Print every line of the records below exactly as it reads.

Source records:
+ + + +

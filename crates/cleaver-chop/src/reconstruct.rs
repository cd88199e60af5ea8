//! Rebuilding a program from a vertex set.
//!
//! The inverse of vertex decomposition: a sorted set of vertices becomes a
//! program containing exactly the declarations those vertices stand for,
//! with bodies stripped wherever only the use side was selected. Original
//! declaration order and program metadata are preserved; mutually recursive
//! declarations need no special handling because the output is a flat set
//! resolved by name.

use std::collections::BTreeSet;

use cleaver_ir::ast::{Domain, Method, Predicate, Program};

use crate::error::ChopError;
use crate::vertex::Vertex;

/// Build the sub-program a vertex set denotes.
///
/// Every vertex must name a declaration present in `program`; a selection
/// that mentions an unknown member is a malformed input, not a partial
/// result.
pub fn reconstruct(program: &Program, selection: &BTreeSet<Vertex>) -> Result<Program, ChopError> {
    let mut method_full: BTreeSet<&str> = BTreeSet::new();
    let mut method_spec: BTreeSet<&str> = BTreeSet::new();
    let mut functions: BTreeSet<&str> = BTreeSet::new();
    let mut predicate_body: BTreeSet<&str> = BTreeSet::new();
    let mut predicate_sig: BTreeSet<&str> = BTreeSet::new();
    let mut fields: BTreeSet<&str> = BTreeSet::new();
    let mut domains: BTreeSet<&str> = BTreeSet::new();
    let mut domain_funcs: BTreeSet<&str> = BTreeSet::new();
    let mut axioms: BTreeSet<(&str, &str)> = BTreeSet::new();

    for vertex in selection {
        match vertex {
            Vertex::Method(name) => {
                require(program.find_method(name).is_some(), "method", name)?;
                method_full.insert(name.as_str());
            }
            Vertex::MethodSpec(name) => {
                require(program.find_method(name).is_some(), "method", name)?;
                method_spec.insert(name.as_str());
            }
            Vertex::Function(name) => {
                require(program.find_function(name).is_some(), "function", name)?;
                functions.insert(name.as_str());
            }
            Vertex::PredicateBody(name) => {
                require(program.find_predicate(name).is_some(), "predicate", name)?;
                predicate_body.insert(name.as_str());
            }
            Vertex::PredicateSig(name) => {
                require(program.find_predicate(name).is_some(), "predicate", name)?;
                predicate_sig.insert(name.as_str());
            }
            Vertex::Field(name) => {
                require(program.find_field(name).is_some(), "field", name)?;
                fields.insert(name.as_str());
            }
            Vertex::DomainType { domain, .. } => {
                require(program.find_domain(domain).is_some(), "domain", domain)?;
                domains.insert(domain.as_str());
            }
            Vertex::DomainFunction(name) => {
                let owner = program
                    .find_domain_of_function(name)
                    .ok_or_else(|| ChopError::MissingReference {
                        kind: "domain function",
                        name: name.clone(),
                    })?;
                domains.insert(owner.name.as_str());
                domain_funcs.insert(name.as_str());
            }
            Vertex::DomainAxiom { domain, axiom } => {
                require(
                    program.find_domain_of_axiom(domain, axiom).is_some(),
                    "axiom",
                    axiom,
                )?;
                domains.insert(domain.as_str());
                axioms.insert((domain.as_str(), axiom.as_str()));
            }
            Vertex::Always => {}
        }
    }

    let mut out = Program::new(program.meta.clone());

    for domain in &program.domains {
        if !domains.contains(domain.name.as_str()) {
            continue;
        }
        out.add_domain(Domain {
            name: domain.name.clone(),
            type_vars: domain.type_vars.clone(),
            functions: domain
                .functions
                .iter()
                .filter(|f| domain_funcs.contains(f.name.as_str()))
                .cloned()
                .collect(),
            axioms: domain
                .axioms
                .iter()
                .filter(|a| axioms.contains(&(domain.name.as_str(), a.name.as_str())))
                .cloned()
                .collect(),
        });
    }

    for field in &program.fields {
        if fields.contains(field.name.as_str()) {
            out.add_field(field.clone());
        }
    }

    for function in &program.functions {
        if functions.contains(function.name.as_str()) {
            out.add_function(function.clone());
        }
    }

    for predicate in &program.predicates {
        if predicate_body.contains(predicate.name.as_str()) {
            out.add_predicate(predicate.clone());
        } else if predicate_sig.contains(predicate.name.as_str()) {
            out.add_predicate(Predicate {
                name: predicate.name.clone(),
                formal_args: predicate.formal_args.clone(),
                body: None,
            });
        }
    }

    for method in &program.methods {
        if method_full.contains(method.name.as_str()) {
            out.add_method(method.clone());
        } else if method_spec.contains(method.name.as_str()) {
            out.add_method(Method {
                name: method.name.clone(),
                formal_args: method.formal_args.clone(),
                formal_returns: method.formal_returns.clone(),
                pres: method.pres.clone(),
                posts: method.posts.clone(),
                body: None,
            });
        }
    }

    Ok(out)
}

fn require(found: bool, kind: &'static str, name: &str) -> Result<(), ChopError> {
    if found {
        Ok(())
    } else {
        Err(ChopError::MissingReference {
            kind,
            name: name.to_string(),
        })
    }
}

+ + + +

* Reply to the exercise *
filename crates/cleaver-chop/src/reconstruct.rs
repository cd88199e60af5ea8
//! Rebuilding a program from a vertex set.
//!
//! The inverse of vertex decomposition: a sorted set of vertices becomes a
//! program containing exactly the declarations those vertices stand for,
//! with bodies stripped wherever only the use side was selected. Original
//! declaration order and program metadata are preserved; mutually recursive
//! declarations need no special handling because the output is a flat set
//! resolved by name.

use std::collections::BTreeSet;

use cleaver_ir::ast::{Domain, Method, Predicate, Program};

use crate::error::ChopError;
use crate::vertex::Vertex;

/// Build the sub-program a vertex set denotes.
///
/// Every vertex must name a declaration present in `program`; a selection
/// that mentions an unknown member is a malformed input, not a partial
/// result.
pub fn reconstruct(program: &Program, selection: &BTreeSet<Vertex>) -> Result<Program, ChopError> {
    let mut method_full: BTreeSet<&str> = BTreeSet::new();
    let mut method_spec: BTreeSet<&str> = BTreeSet::new();
    let mut functions: BTreeSet<&str> = BTreeSet::new();
    let mut predicate_body: BTreeSet<&str> = BTreeSet::new();
    let mut predicate_sig: BTreeSet<&str> = BTreeSet::new();
    let mut fields: BTreeSet<&str> = BTreeSet::new();
    let mut domains: BTreeSet<&str> = BTreeSet::new();
    let mut domain_funcs: BTreeSet<&str> = BTreeSet::new();
    let mut axioms: BTreeSet<(&str, &str)> = BTreeSet::new();

    for vertex in selection {
        match vertex {
            Vertex::Method(name) => {
                require(program.find_method(name).is_some(), "method", name)?;
                method_full.insert(name.as_str());
            }
            Vertex::MethodSpec(name) => {
                require(program.find_method(name).is_some(), "method", name)?;
                method_spec.insert(name.as_str());
            }
            Vertex::Function(name) => {
                require(program.find_function(name).is_some(), "function", name)?;
                functions.insert(name.as_str());
            }
            Vertex::PredicateBody(name) => {
                require(program.find_predicate(name).is_some(), "predicate", name)?;
                predicate_body.insert(name.as_str());
            }
            Vertex::PredicateSig(name) => {
                require(program.find_predicate(name).is_some(), "predicate", name)?;
                predicate_sig.insert(name.as_str());
            }
            Vertex::Field(name) => {
                require(program.find_field(name).is_some(), "field", name)?;
                fields.insert(name.as_str());
            }
            Vertex::DomainType { domain, .. } => {
                require(program.find_domain(domain).is_some(), "domain", domain)?;
                domains.insert(domain.as_str());
            }
            Vertex::DomainFunction(name) => {
                let owner = program
                    .find_domain_of_function(name)
                    .ok_or_else(|| ChopError::MissingReference {
                        kind: "domain function",
                        name: name.clone(),
                    })?;
                domains.insert(owner.name.as_str());
                domain_funcs.insert(name.as_str());
            }
            Vertex::DomainAxiom { domain, axiom } => {
                require(
                    program.find_domain_of_axiom(domain, axiom).is_some(),
                    "axiom",
                    axiom,
                )?;
                domains.insert(domain.as_str());
                axioms.insert((domain.as_str(), axiom.as_str()));
            }
            Vertex::Always => {}
        }
    }

    let mut out = Program::new(program.meta.clone());

    for domain in &program.domains {
        if !domains.contains(domain.name.as_str()) {
            continue;
        }
        out.add_domain(Domain {
            name: domain.name.clone(),
            type_vars: domain.type_vars.clone(),
            functions: domain
                .functions
                .iter()
                .filter(|f| domain_funcs.contains(f.name.as_str()))
                .cloned()
                .collect(),
            axioms: domain
                .axioms
                .iter()
                .filter(|a| axioms.contains(&(domain.name.as_str(), a.name.as_str())))
                .cloned()
                .collect(),
        });
    }

    for field in &program.fields {
        if fields.contains(field.name.as_str()) {
            out.add_field(field.clone());
        }
    }

    for function in &program.functions {
        if functions.contains(function.name.as_str()) {
            out.add_function(function.clone());
        }
    }

    for predicate in &program.predicates {
        if predicate_body.contains(predicate.name.as_str()) {
            out.add_predicate(predicate.clone());
        } else if predicate_sig.contains(predicate.name.as_str()) {
            out.add_predicate(Predicate {
                name: predicate.name.clone(),
                formal_args: predicate.formal_args.clone(),
                body: None,
            });
        }
    }

    for method in &program.methods {
        if method_full.contains(method.name.as_str()) {
            out.add_method(method.clone());
        } else if method_spec.contains(method.name.as_str()) {
            out.add_method(Method {
                name: method.name.clone(),
                formal_args: method.formal_args.clone(),
                formal_returns: method.formal_returns.clone(),
                pres: method.pres.clone(),
                posts: method.posts.clone(),
                body: None,
            });
        }
    }

    Ok(out)
}

fn require(found: bool, kind: &'static str, name: &str) -> Result<(), ChopError> {
    if found {
        Ok(())
    } else {
        Err(ChopError::MissingReference {
            kind,
            name: name.to_string(),
        })
    }
}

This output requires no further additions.